**THE PROBLEM**
Below are some records. Print exactly the lines between the one holding "pub fn format_price(amount: f64, currency: &str)" and the one holding "Err(e) => Err(StorageError::ReadFailed", inclusive, and nothing else.

(INFORMATION GIVEN)

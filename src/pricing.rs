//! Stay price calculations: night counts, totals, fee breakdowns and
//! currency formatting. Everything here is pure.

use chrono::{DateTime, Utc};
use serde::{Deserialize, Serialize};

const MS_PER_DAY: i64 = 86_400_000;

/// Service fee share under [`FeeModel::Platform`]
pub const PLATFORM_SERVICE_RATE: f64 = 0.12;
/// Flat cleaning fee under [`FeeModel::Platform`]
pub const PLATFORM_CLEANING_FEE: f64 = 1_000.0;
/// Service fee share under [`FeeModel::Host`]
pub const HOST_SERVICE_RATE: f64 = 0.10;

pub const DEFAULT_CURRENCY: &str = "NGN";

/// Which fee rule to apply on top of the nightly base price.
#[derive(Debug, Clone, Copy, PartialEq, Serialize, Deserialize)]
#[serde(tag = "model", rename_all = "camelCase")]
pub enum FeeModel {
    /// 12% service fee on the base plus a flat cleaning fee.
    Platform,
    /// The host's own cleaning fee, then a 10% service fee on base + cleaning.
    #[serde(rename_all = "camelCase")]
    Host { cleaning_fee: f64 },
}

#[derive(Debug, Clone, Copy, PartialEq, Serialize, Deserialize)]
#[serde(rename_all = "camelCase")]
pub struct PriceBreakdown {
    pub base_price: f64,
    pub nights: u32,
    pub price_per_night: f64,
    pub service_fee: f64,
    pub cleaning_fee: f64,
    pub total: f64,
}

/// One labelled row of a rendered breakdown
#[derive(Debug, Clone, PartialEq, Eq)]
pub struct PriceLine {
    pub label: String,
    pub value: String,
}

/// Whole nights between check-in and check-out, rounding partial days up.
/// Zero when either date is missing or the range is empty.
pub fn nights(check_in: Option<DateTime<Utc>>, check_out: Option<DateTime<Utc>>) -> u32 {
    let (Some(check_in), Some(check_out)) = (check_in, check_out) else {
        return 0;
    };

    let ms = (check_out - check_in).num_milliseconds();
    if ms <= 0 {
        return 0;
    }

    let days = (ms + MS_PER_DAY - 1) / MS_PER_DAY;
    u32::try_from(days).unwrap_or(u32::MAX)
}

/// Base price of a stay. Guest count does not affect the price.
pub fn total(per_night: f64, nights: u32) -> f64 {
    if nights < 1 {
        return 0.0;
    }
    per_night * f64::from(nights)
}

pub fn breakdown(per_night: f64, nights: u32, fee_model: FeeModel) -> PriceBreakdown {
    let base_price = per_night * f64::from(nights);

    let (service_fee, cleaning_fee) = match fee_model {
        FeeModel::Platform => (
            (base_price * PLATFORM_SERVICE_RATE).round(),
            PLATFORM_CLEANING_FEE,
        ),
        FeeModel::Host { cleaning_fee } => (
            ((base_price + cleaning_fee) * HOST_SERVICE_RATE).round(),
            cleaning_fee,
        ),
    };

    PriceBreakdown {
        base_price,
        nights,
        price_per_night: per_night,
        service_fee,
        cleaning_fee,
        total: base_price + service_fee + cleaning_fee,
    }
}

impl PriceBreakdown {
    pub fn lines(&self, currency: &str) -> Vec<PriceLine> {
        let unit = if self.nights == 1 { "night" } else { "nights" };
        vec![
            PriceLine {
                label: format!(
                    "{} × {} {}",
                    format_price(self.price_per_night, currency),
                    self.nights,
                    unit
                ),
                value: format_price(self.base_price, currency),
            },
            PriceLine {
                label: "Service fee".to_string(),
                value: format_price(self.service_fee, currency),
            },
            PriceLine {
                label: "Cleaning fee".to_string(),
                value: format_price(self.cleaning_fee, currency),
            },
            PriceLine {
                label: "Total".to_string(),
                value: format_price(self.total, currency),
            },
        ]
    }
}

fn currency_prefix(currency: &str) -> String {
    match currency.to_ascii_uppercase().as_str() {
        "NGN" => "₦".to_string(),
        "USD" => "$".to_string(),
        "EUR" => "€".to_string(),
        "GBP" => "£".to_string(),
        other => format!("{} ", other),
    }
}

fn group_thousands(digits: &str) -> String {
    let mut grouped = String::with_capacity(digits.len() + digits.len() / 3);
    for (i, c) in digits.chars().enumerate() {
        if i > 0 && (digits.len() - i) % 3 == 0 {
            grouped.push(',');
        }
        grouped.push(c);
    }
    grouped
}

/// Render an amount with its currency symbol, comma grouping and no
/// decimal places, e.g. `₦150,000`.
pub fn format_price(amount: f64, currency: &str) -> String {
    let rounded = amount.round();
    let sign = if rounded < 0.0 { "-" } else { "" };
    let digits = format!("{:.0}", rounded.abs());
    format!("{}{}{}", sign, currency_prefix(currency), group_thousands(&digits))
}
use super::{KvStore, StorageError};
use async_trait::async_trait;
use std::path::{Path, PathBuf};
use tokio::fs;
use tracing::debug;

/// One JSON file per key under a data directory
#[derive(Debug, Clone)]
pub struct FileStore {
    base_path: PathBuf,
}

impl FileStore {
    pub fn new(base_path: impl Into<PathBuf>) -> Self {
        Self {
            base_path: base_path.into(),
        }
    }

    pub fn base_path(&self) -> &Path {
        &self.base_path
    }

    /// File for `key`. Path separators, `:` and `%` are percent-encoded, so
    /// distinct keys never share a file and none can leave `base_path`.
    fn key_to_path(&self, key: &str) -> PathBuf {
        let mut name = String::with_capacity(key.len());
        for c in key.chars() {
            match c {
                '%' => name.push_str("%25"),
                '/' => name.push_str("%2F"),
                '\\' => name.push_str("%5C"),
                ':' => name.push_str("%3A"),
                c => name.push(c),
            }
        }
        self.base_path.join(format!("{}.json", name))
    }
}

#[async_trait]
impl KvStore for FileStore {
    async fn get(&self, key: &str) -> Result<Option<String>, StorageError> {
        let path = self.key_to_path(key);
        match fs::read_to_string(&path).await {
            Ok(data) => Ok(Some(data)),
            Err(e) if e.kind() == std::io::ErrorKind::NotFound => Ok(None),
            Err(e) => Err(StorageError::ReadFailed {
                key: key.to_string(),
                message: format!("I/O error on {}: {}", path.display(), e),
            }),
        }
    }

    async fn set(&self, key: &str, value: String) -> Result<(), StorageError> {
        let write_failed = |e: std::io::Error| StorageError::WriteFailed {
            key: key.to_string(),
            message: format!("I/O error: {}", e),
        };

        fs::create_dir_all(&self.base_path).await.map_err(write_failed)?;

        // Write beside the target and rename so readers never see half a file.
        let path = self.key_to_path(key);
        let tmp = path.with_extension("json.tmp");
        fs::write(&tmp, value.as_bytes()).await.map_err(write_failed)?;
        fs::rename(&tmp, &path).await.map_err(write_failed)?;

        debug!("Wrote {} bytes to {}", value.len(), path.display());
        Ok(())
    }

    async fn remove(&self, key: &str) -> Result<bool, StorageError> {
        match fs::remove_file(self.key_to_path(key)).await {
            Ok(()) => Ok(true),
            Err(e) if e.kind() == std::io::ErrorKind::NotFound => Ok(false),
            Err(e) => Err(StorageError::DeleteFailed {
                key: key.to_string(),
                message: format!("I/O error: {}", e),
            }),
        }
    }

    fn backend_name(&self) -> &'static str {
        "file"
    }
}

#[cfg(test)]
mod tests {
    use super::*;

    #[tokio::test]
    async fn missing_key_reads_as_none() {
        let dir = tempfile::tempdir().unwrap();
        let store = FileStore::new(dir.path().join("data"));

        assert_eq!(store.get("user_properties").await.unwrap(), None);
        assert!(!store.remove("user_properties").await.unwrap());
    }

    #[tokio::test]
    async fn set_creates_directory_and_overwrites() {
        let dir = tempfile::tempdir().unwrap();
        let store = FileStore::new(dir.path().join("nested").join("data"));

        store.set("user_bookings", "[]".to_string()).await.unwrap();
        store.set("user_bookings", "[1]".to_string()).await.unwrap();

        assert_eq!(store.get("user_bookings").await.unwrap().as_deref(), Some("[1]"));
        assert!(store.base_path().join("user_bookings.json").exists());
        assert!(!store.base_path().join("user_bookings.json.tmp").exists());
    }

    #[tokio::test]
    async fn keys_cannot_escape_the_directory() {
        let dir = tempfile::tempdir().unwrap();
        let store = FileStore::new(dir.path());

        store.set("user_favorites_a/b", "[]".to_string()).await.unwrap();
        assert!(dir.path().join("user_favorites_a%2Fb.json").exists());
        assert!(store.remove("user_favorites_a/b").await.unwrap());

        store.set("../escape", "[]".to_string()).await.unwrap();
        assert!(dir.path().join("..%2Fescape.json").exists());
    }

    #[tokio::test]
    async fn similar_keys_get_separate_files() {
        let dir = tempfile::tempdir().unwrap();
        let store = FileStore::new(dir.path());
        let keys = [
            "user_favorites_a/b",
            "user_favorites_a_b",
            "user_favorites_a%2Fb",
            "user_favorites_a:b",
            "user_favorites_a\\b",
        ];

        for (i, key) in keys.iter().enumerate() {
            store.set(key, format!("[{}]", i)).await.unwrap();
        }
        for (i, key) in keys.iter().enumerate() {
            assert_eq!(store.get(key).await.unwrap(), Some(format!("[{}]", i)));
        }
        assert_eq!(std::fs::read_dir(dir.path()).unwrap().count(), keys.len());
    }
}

(End INFORMATION GIVEN)

**ANSWER AREA**
pub fn format_price(amount: f64, currency: &str) -> String {
    let rounded = amount.round();
    let sign = if rounded < 0.0 { "-" } else { "" };
    let digits = format!("{:.0}", rounded.abs());
    format!("{}{}{}", sign, currency_prefix(currency), group_thousands(&digits))
}
use super::{KvStore, StorageError};
use async_trait::async_trait;
use std::path::{Path, PathBuf};
use tokio::fs;
use tracing::debug;

/// One JSON file per key under a data directory
#[derive(Debug, Clone)]
pub struct FileStore {
    base_path: PathBuf,
}

impl FileStore {
    pub fn new(base_path: impl Into<PathBuf>) -> Self {
        Self {
            base_path: base_path.into(),
        }
    }

    pub fn base_path(&self) -> &Path {
        &self.base_path
    }

    /// File for `key`. Path separators, `:` and `%` are percent-encoded, so
    /// distinct keys never share a file and none can leave `base_path`.
    fn key_to_path(&self, key: &str) -> PathBuf {
        let mut name = String::with_capacity(key.len());
        for c in key.chars() {
            match c {
                '%' => name.push_str("%25"),
                '/' => name.push_str("%2F"),
                '\\' => name.push_str("%5C"),
                ':' => name.push_str("%3A"),
                c => name.push(c),
            }
        }
        self.base_path.join(format!("{}.json", name))
    }
}

#[async_trait]
impl KvStore for FileStore {
    async fn get(&self, key: &str) -> Result<Option<String>, StorageError> {
        let path = self.key_to_path(key);
        match fs::read_to_string(&path).await {
            Ok(data) => Ok(Some(data)),
            Err(e) if e.kind() == std::io::ErrorKind::NotFound => Ok(None),
            Err(e) => Err(StorageError::ReadFailed {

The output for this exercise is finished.